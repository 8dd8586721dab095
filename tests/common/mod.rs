//! Shared test utilities for all integration test suites.
//!
//! Import via `mod common;` from any test's main.rs.

#![allow(dead_code)]
#![allow(unused_imports)]

use std::sync::{Arc, Once};

use parking_lot::Mutex;
pub use tupledb::{
    Bounds, KeyValuePair, NormalizedBounds, RetryConfig, Tuple, TupleDatabase,
    TupleDatabaseClient, TxId, Value, WriteOps,
};
use tupledb::{callback, Callback};

// ============================================================================
// Initialization
// ============================================================================

static INIT_TRACING: Once = Once::new();

/// Install a test-writer tracing subscriber once per test binary.
pub fn init_tracing() {
    INIT_TRACING.call_once(|| {
        let _ = tracing_subscriber::fmt()
            .with_test_writer()
            .with_max_level(tracing::Level::DEBUG)
            .try_init();
    });
}

// ============================================================================
// Builders
// ============================================================================

/// Tuple of string components.
pub fn tuple(parts: &[&str]) -> Tuple {
    parts.iter().map(|s| Value::from(*s)).collect()
}

/// Root client over a fresh in-memory database.
pub fn client() -> TupleDatabaseClient {
    init_tracing();
    TupleDatabaseClient::new(Arc::new(TupleDatabase::in_memory()))
}

/// Root client pre-loaded with `rows`.
pub fn client_with(rows: &[(&[&str], Value)]) -> TupleDatabaseClient {
    let client = client();
    let writes = rows.iter().fold(WriteOps::new(), |ops, (key, value)| {
        ops.with_set(tuple(key), value.clone())
    });
    client.commit(writes, None).expect("seed commit");
    client
}

/// Retry config without backoff delays.
pub fn fast_retry(max_retries: usize) -> RetryConfig {
    RetryConfig::new()
        .with_max_retries(max_retries)
        .with_base_delay_ms(0)
}

// ============================================================================
// Subscription recorder
// ============================================================================

/// Records every notification a subscription receives.
#[derive(Clone, Default)]
pub struct Recorder {
    calls: Arc<Mutex<Vec<(WriteOps, TxId)>>>,
}

impl Recorder {
    pub fn new() -> Self {
        Self::default()
    }

    /// A callback that appends to this recorder.
    pub fn callback(&self) -> Callback {
        let calls = Arc::clone(&self.calls);
        callback(move |writes, tx_id| {
            calls.lock().push((writes.clone(), tx_id));
            Ok(())
        })
    }

    pub fn calls(&self) -> Vec<(WriteOps, TxId)> {
        self.calls.lock().clone()
    }

    pub fn writes(&self) -> Vec<WriteOps> {
        self.calls.lock().iter().map(|(w, _)| w.clone()).collect()
    }

    pub fn count(&self) -> usize {
        self.calls.lock().len()
    }
}

/// Keys of `rows`, for compact assertions.
pub fn keys(rows: &[KeyValuePair]) -> Vec<Tuple> {
    rows.iter().map(|kv| kv.key.clone()).collect()
}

* [Task instructions] Please say how many lines in the entries hold the string "callback". Give only the number.

* [Task answer] 4